Zusatznutzen ist nicht belegt

b) darüber hinausgehende Schweregrade (30 % ≤ FEV1 < 50 % Soll bzw. FEV1 < 30 % Soll oder respiratorische Insuffizienz) mit ≥ 2 Exazerbationen pro Jahr
Langwirksame Beta-2-Sympathomimetika oder langwirksame Anticholinergika (Tiotropium) oder die Kombination beider Wirkstoffklassen und zusätzlich inhalative Corticosteroide (ICS) Zusatznutzen ist nicht belegt

* Das zugelassene Anwendungsgebiet ist zusammenfassend dargestellt. Verbindlich sind die Angaben der Fachinformation.


Zusammenfassung:

Umeclidinium hat bereits in fixer Kombination mit Vilanterol das Verfahren der frühen Nutzenbewertung durchlaufen. Der G-BA konnte keinen Beleg für einen Zusatznutzen feststellen (Beschluss vom 08.01.2015).

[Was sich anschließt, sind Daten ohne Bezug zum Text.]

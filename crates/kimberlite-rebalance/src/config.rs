//! Rebalance configuration.

use std::path::Path;

use serde::{Deserialize, Serialize};
use thiserror::Error;

/// Errors loading a [`RebalanceConfig`] from disk.
#[derive(Debug, Error)]
pub enum ConfigError {
    #[error("failed to read config file {path}: {source}")]
    Io {
        path: String,
        #[source]
        source: std::io::Error,
    },
    #[error("failed to parse config file {path}: {source}")]
    Parse {
        path: String,
        #[source]
        source: toml::de::Error,
    },
}

/// Recognised configuration options, with defaults.
#[derive(Debug, Clone, Serialize, Deserialize, PartialEq)]
#[serde(default)]
pub struct RebalanceConfig {
    /// `rebalance.transferBatchSize` — tokens per published batch.
    pub transfer_batch_size: usize,
    /// `rebalance.drop_index.wait_time` — seconds to delay the first
    /// source drop per rebalance.
    pub drop_index_wait_time_secs: u64,
    /// `rebalance.maxRemainingBuildTime` — upper bound in seconds on
    /// catch-up work before a token may proceed to `Ready`.
    pub max_remaining_build_time_secs: u64,
    /// `rebalance.node_eject_only`.
    pub node_eject_only: bool,
    /// `rebalance.disable_replica_repair`.
    pub disable_replica_repair: bool,
    /// `settings.rebalance.redistribute_indexes`.
    pub redistribute_indexes: bool,
    /// `planner.timeout` in seconds.
    pub planner_timeout_secs: u64,
    /// `planner.variationThreshold`.
    pub planner_variation_threshold: f64,
    /// `planner.internal.minIterPerTemp`.
    pub planner_min_iter_per_temp: u32,
    /// `planner.internal.maxIterPerTemp`.
    pub planner_max_iter_per_temp: u32,
    /// `planner.cpuProfile`. Not meaningful outside the planner process;
    /// kept only so a real-world config file round-trips.
    pub planner_cpu_profile: bool,
}

impl Default for RebalanceConfig {
    fn default() -> Self {
        Self {
            transfer_batch_size: 20,
            drop_index_wait_time_secs: 5,
            max_remaining_build_time_secs: 10,
            node_eject_only: false,
            disable_replica_repair: false,
            redistribute_indexes: false,
            planner_timeout_secs: 120,
            planner_variation_threshold: 0.1,
            planner_min_iter_per_temp: 100,
            planner_max_iter_per_temp: 1000,
            planner_cpu_profile: false,
        }
    }
}

impl RebalanceConfig {
    /// Loads configuration from a TOML file, falling back to defaults for
    /// any key not present.
    pub fn load(path: &Path) -> Result<Self, ConfigError> {
        let content = std::fs::read_to_string(path).map_err(|source| ConfigError::Io {
            path: path.display().to_string(),
            source,
        })?;
        toml::from_str(&content).map_err(|source| ConfigError::Parse {
            path: path.display().to_string(),
            source,
        })
    }

    pub fn save(&self, path: &Path) -> Result<(), std::io::Error> {
        let content = toml::to_string_pretty(self).expect("RebalanceConfig always serialises");
        std::fs::write(path, content)
    }

    pub fn drop_index_wait_time(&self) -> std::time::Duration {
        std::time::Duration::from_secs(self.drop_index_wait_time_secs)
    }

    pub fn max_remaining_build_time(&self) -> std::time::Duration {
        std::time::Duration::from_secs(self.max_remaining_build_time_secs)
    }
}

#[cfg(test)]
mod tests {
    use super::*;
    use tempfile::TempDir;

    #[test]
    fn defaults_match_documented_values() {
        let config = RebalanceConfig::default();
        assert_eq!(config.transfer_batch_size, 20);
        assert_eq!(config.drop_index_wait_time_secs, 5);
        assert_eq!(config.max_remaining_build_time_secs, 10);
        assert!(!config.node_eject_only);
    }

    #[test]
    fn save_then_load_round_trips() {
        let temp = TempDir::new().unwrap();
        let path = temp.path().join("rebalance.toml");

        let mut config = RebalanceConfig::default();
        config.transfer_batch_size = 7;
        config.node_eject_only = true;
        config.save(&path).unwrap();

        let loaded = RebalanceConfig::load(&path).unwrap();
        assert_eq!(loaded, config);
    }

    #[test]
    fn missing_keys_fall_back_to_defaults() {
        let temp = TempDir::new().unwrap();
        let path = temp.path().join("partial.toml");
        std::fs::write(&path, "transfer_batch_size = 5\n").unwrap();

        let loaded = RebalanceConfig::load(&path).unwrap();
        assert_eq!(loaded.transfer_batch_size, 5);
        assert_eq!(loaded.max_remaining_build_time_secs, 10);
    }

    #[test]
    fn load_missing_file_is_io_error() {
        let result = RebalanceConfig::load(Path::new("/nonexistent/rebalance.toml"));
        assert!(matches!(result, Err(ConfigError::Io { .. })));
    }
}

Zur Nutzenbewertung von Umeclidinium legte der pharmazeutische Unternehmer für die Patientengruppe a) die doppelblinde, multizentrische, randomisierte kontrollierte Studie 201316 mit insgesamt 1.017 Patienten und einer Studiendauer von ursprünglich 12 Wochen vor, in der ein direkter Vergleich gegen Tiotropiumbromid erfolgte. Für alle in Deutschland eingeschlossenen Patienten wurde die Studiendauer auf 24 Wochen erhöht. Da in der Studie eine Behandlung mit inhalativen Kortikosteroiden (ICS) unabhängig vom Schweregrad erfolgen konnte, wurde für die Nutzenbewertung nur eine kleine Teilpopulation mit jeweils 39 Patienten in den beiden Studienarmen herangezogen. Sie umfasste Erwachsene mit COPD-Schweregrad II und COPD-Schweregrad III und IV mit < 2 Exazerbationen pro Jahr, die keine Dauertherapie mit ICS erhielten und 24 Wochen lang behandelt wurden. Für die Subpopulation der Patienten mit COPD-Schweregrad IV und < 2 Exazerbationen gab es allerdings nur wenige Studienteilnehmer.

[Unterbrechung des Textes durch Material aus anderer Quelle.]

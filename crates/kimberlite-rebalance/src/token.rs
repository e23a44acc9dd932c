//! The transfer-token record and its state machine.
//!
//! A [`TransferToken`] is the only thing the master, source, and
//! destination roles ever exchange. It is written into the coordination
//! store; the watch subscription is the only signal any role ever acts on.

use std::fmt;

use serde::{Deserialize, Serialize};
use uuid::Uuid;

/// Identifies one cluster node.
#[derive(Debug, Clone, Copy, PartialEq, Eq, PartialOrd, Ord, Hash, Serialize, Deserialize)]
pub struct NodeId(u64);

impl NodeId {
    pub fn new(id: u64) -> Self {
        Self(id)
    }

    pub fn value(self) -> u64 {
        self.0
    }
}

impl fmt::Display for NodeId {
    fn fmt(&self, f: &mut fmt::Formatter<'_>) -> fmt::Result {
        write!(f, "{}", self.0)
    }
}

impl From<u64> for NodeId {
    fn from(value: u64) -> Self {
        Self(value)
    }
}

/// Identifies an index definition (the DDL-level object, independent of
/// which instances/replicas/partitions of it exist).
#[derive(Debug, Clone, Copy, PartialEq, Eq, PartialOrd, Ord, Hash, Serialize, Deserialize)]
pub struct IndexDefnId(u64);

impl IndexDefnId {
    pub fn new(id: u64) -> Self {
        Self(id)
    }

    pub fn value(self) -> u64 {
        self.0
    }
}

impl fmt::Display for IndexDefnId {
    fn fmt(&self, f: &mut fmt::Formatter<'_>) -> fmt::Result {
        write!(f, "{}", self.0)
    }
}

/// Identifies one physical instance of an index definition (one replica,
/// or one proxy/real split of a partitioned replica).
#[derive(Debug, Clone, Copy, PartialEq, Eq, PartialOrd, Ord, Hash, Serialize, Deserialize)]
pub struct InstanceId(u64);

impl InstanceId {
    pub fn new(id: u64) -> Self {
        Self(id)
    }

    /// The sentinel used by [`IndexInstance::real_inst_id`] to mean "not a
    /// proxy — this instance stands on its own".
    pub const NONE: InstanceId = InstanceId(0);

    pub fn is_none(self) -> bool {
        self.0 == 0
    }

    pub fn value(self) -> u64 {
        self.0
    }
}

impl fmt::Display for InstanceId {
    fn fmt(&self, f: &mut fmt::Formatter<'_>) -> fmt::Result {
        write!(f, "{}", self.0)
    }
}

/// Identifies a single rebalance run.
#[derive(Debug, Clone, Copy, PartialEq, Eq, Hash, Serialize, Deserialize)]
pub struct RebalanceId(Uuid);

impl RebalanceId {
    pub fn new(id: Uuid) -> Self {
        Self(id)
    }
}

impl fmt::Display for RebalanceId {
    fn fmt(&self, f: &mut fmt::Formatter<'_>) -> fmt::Result {
        write!(f, "{}", self.0)
    }
}

/// Whether a token represents an actual instance move, or the creation of
/// an additional replica with no pre-existing source.
#[derive(Debug, Clone, Copy, PartialEq, Eq, Serialize, Deserialize)]
#[serde(rename_all = "camelCase")]
pub enum TransferMode {
    /// The instance exists on `source_node` today and is moving to
    /// `dest_node`.
    Move,
    /// There is no source; the destination is materialising a fresh
    /// replica to restore the configured replica count.
    ReplicaRepair,
}

/// The role permitted to transition a token out of a given state.
#[derive(Debug, Clone, Copy, PartialEq, Eq)]
pub enum Owner {
    Master,
    Source,
    Destination,
}

/// One planned movement of one index instance, and the progress of its
/// execution.
#[derive(Debug, Clone, Copy, PartialEq, Eq, Serialize, Deserialize)]
#[serde(rename_all = "camelCase")]
pub enum TokenState {
    /// Just published by the master. Destination must materialise a shell
    /// (deferred) index and acknowledge.
    Created,
    /// Destination has the shell index; master ratifies acceptance.
    Accepted,
    /// Destination may begin the work.
    Initiate,
    /// Catch-up build is in progress on the destination.
    InProgress,
    /// A proxy partition is being merged into a pre-existing real
    /// instance on the destination.
    Merge,
    /// Destination is serving; source must drop its copy once idle.
    Ready,
    /// Move is logically complete; master may delete the token.
    Commit,
    /// Token has been removed from the coordination store. Terminal.
    Deleted,
    /// Destination refused the token (policy/DDL conflict). No handler
    /// exists today — reserved for a future replan path.
    Refused,
    /// Fatal per-token failure. Aborts the whole rebalance.
    Error,
}

impl TokenState {
    /// Numeric ordering used for the monotonicity check. This is distinct from the wire representation (which
    /// serialises the variant name) precisely so that adding states never
    /// has to renumber the wire format.
    ///
    /// `Error` and `Refused` are terminal-from-anywhere faults, so they
    /// are given codes higher than every in-flight state: a fault
    /// discovered while a token is at `InProgress` must still compare as
    /// "strictly greater than InProgress" to be accepted by every
    /// watcher.
    pub fn state_code(self) -> u8 {
        match self {
            TokenState::Created => 0,
            TokenState::Accepted => 1,
            TokenState::Initiate => 2,
            TokenState::InProgress => 3,
            TokenState::Merge => 4,
            TokenState::Ready => 5,
            TokenState::Commit => 6,
            TokenState::Deleted => 7,
            TokenState::Refused => 90,
            TokenState::Error => 99,
        }
    }

    /// The role that is permitted to advance the token out of this state.
    pub fn owner(self) -> Owner {
        match self {
            TokenState::Created | TokenState::Initiate | TokenState::InProgress | TokenState::Merge => {
                Owner::Destination
            }
            TokenState::Ready => Owner::Source,
            TokenState::Accepted
            | TokenState::Commit
            | TokenState::Deleted
            | TokenState::Refused
            | TokenState::Error => Owner::Master,
        }
    }

    /// True once a token can never transition again.
    pub fn is_terminal(self) -> bool {
        matches!(self, TokenState::Deleted | TokenState::Refused)
    }
}

/// Decides whether an incoming `(path, state)` notification should be
/// applied, given the last state this node has locally cached for the
/// token.
///
/// `cached == None` models first-notification re-entry: the very first
/// callback for a token has nothing to compare against and is always
/// applied. Every subsequent callback is applied only if its state
/// is strictly greater than the cached one — this is what makes duplicate
/// and reordered coordination-store notifications harmless.
pub fn should_apply(cached: Option<TokenState>, incoming: TokenState) -> bool {
    match cached {
        None => true,
        Some(c) => incoming.state_code() > c.state_code(),
    }
}

/// The index instance being moved.
#[derive(Debug, Clone, PartialEq, Eq, Serialize, Deserialize)]
#[serde(rename_all = "camelCase")]
pub struct IndexInstance {
    pub defn_id: IndexDefnId,
    pub inst_id: InstanceId,
    pub replica_id: u32,
    /// Partitions of `defn_id` carried by this instance.
    pub partitions: Vec<u32>,
    /// Non-zero iff this instance is a proxy that must eventually be
    /// merged into the real instance with this id.
    pub real_inst_id: InstanceId,
    pub transfer_mode: TransferMode,
}

impl IndexInstance {
    /// Whether this instance is a proxy awaiting a merge.
    pub fn is_proxy(&self) -> bool {
        !self.real_inst_id.is_none()
    }
}

/// One planned movement of one index instance.
#[derive(Debug, Clone, PartialEq, Eq, Serialize, Deserialize)]
#[serde(rename_all = "camelCase")]
pub struct TransferToken {
    pub token_id: Uuid,
    pub rebal_id: RebalanceId,
    pub master_id: NodeId,
    /// Empty (`None`) for replica-repair tokens — there is no source.
    pub source_id: Option<NodeId>,
    pub dest_id: NodeId,
    pub index_inst: IndexInstance,
    pub state: TokenState,
    /// Non-empty iff the token has failed fatally.
    pub error: String,
    /// Per-vbucket sequence numbers the destination uses to request a
    /// catch-up build starting point.
    pub build_ts: Vec<u64>,
}

impl TransferToken {
    /// Coordination-store key for this token under a rebalance directory.
    pub fn store_key(&self) -> String {
        format!("TransferToken{}", self.token_id)
    }

    pub fn has_error(&self) -> bool {
        !self.error.is_empty()
    }

    pub fn mark_error(&mut self, message: impl Into<String>) {
        self.error = message.into();
        self.state = TokenState::Error;
    }

    /// True for a token with no source node: replica-repair tokens
    /// materialise a fresh replica with nothing to move from.
    pub fn is_replica_repair(&self) -> bool {
        matches!(self.index_inst.transfer_mode, TransferMode::ReplicaRepair)
    }
}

Bei der Patientengruppe a) zeigten sich bei der Mortalität, den Morbiditätsendpunkten COPD-Symptomatik (CAT-Responder) und schwere Exazerbationen sowie den Endpunkten gesundheitsbezogene Lebensqualität (SGRQ-Responder), schwere unerwünschte Nebenwirkungen und Abbruch wegen unerwünschten Ereignissen keine statistisch signifikanten Unterschiede zwischen den Behandlungsarmen. Es ergab sich daher kein Anhaltspunkt für einen Zusatznutzen von Umeclidinium im Vergleich zu Tiotropium. Ein Zusatznutzen von Umeclidinium gegenüber der zweckmäßigen Vergleichstherapie ist damit für Erwachsene mit COPD-Schweregrad II und mit COPD-Schweregrad III und IV mit < 2 Exazerbationen pro Jahr nicht belegt.

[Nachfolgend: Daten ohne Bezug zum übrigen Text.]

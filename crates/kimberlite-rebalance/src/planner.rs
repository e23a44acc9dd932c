//! The planner seam.
//!
//! *What* moves *where* is decided by an external planner, invoked once at
//! the start of each rebalance. This module defines only the interface the
//! core calls and the data it exchanges with the planner — the planning
//! algorithm itself is out of scope.

use crate::token::{IndexDefnId, TransferToken};

/// Configuration knobs the planner needs, mirroring the
/// `rebalance.*`/`planner.*` configuration keys.
#[derive(Debug, Clone)]
pub struct PlannerInput {
    /// Master hint: only eject nodes being removed, don't otherwise
    /// rebalance (`rebalance.node_eject_only`).
    pub eject_only: bool,
    /// Disables replica-repair token generation
    /// (`rebalance.disable_replica_repair`).
    pub disable_replica_repair: bool,
    /// Overrides `eject_only` to allow full redistribution
    /// (`settings.rebalance.redistribute_indexes`).
    pub redistribute_indexes: bool,
    /// Wall-clock budget for the planning run (`planner.timeout`).
    pub timeout: std::time::Duration,
    /// Acceptable load variation before the planner stops iterating
    /// (`planner.variationThreshold`).
    pub variation_threshold: f64,
    pub min_iter_per_temp: u32,
    pub max_iter_per_temp: u32,
}

impl Default for PlannerInput {
    fn default() -> Self {
        Self {
            eject_only: false,
            disable_replica_repair: false,
            redistribute_indexes: false,
            timeout: std::time::Duration::from_secs(120),
            variation_threshold: 0.1,
            min_iter_per_temp: 100,
            max_iter_per_temp: 1000,
        }
    }
}

/// What the planner hands back to the master controller: the tokens to
/// execute, plus the set of indexes flagged as redundant replicas for the
/// duplicate-index pre-pass.
#[derive(Debug, Clone, Default)]
pub struct PlannerOutput {
    pub tokens: Vec<TransferToken>,
    pub redundant_indexes: Vec<IndexDefnId>,
}

/// The planner interface the master controller calls once per rebalance.
/// Implementing the actual placement algorithm is an explicit non-goal of
/// this crate.
pub trait RebalancePlanner: Send + Sync {
    fn plan(&self, input: &PlannerInput) -> Result<PlannerOutput, String>;
}

/// A planner that proposes no moves. Used when this rebalance is not
/// meant to run the planner at all, and as a baseline in tests.
#[derive(Debug, Default, Clone, Copy)]
pub struct NullPlanner;

impl RebalancePlanner for NullPlanner {
    fn plan(&self, _input: &PlannerInput) -> Result<PlannerOutput, String> {
        Ok(PlannerOutput::default())
    }
}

Für Erwachsene mit COPD-Schweregrad III und IV und ≥ 2 Exazerbationen pro Jahr legte der pharmazeutische Unternehmer keine Daten vor, so dass auch für die Patientengruppe b) ein Zusatznutzen von Umeclidinium nicht belegt ist.

Hinweise für die Praxis

Anforderungen an eine qualitätsgesicherte Anwendung:

Die Vorgaben der Fachinformation sind zu berücksichtigen. Die europäische Zulassungsbehörde European Medicines Agency (EMA) stellt die Inhalte der Fachinformation auf ihrer Internetseite zur Verfügung.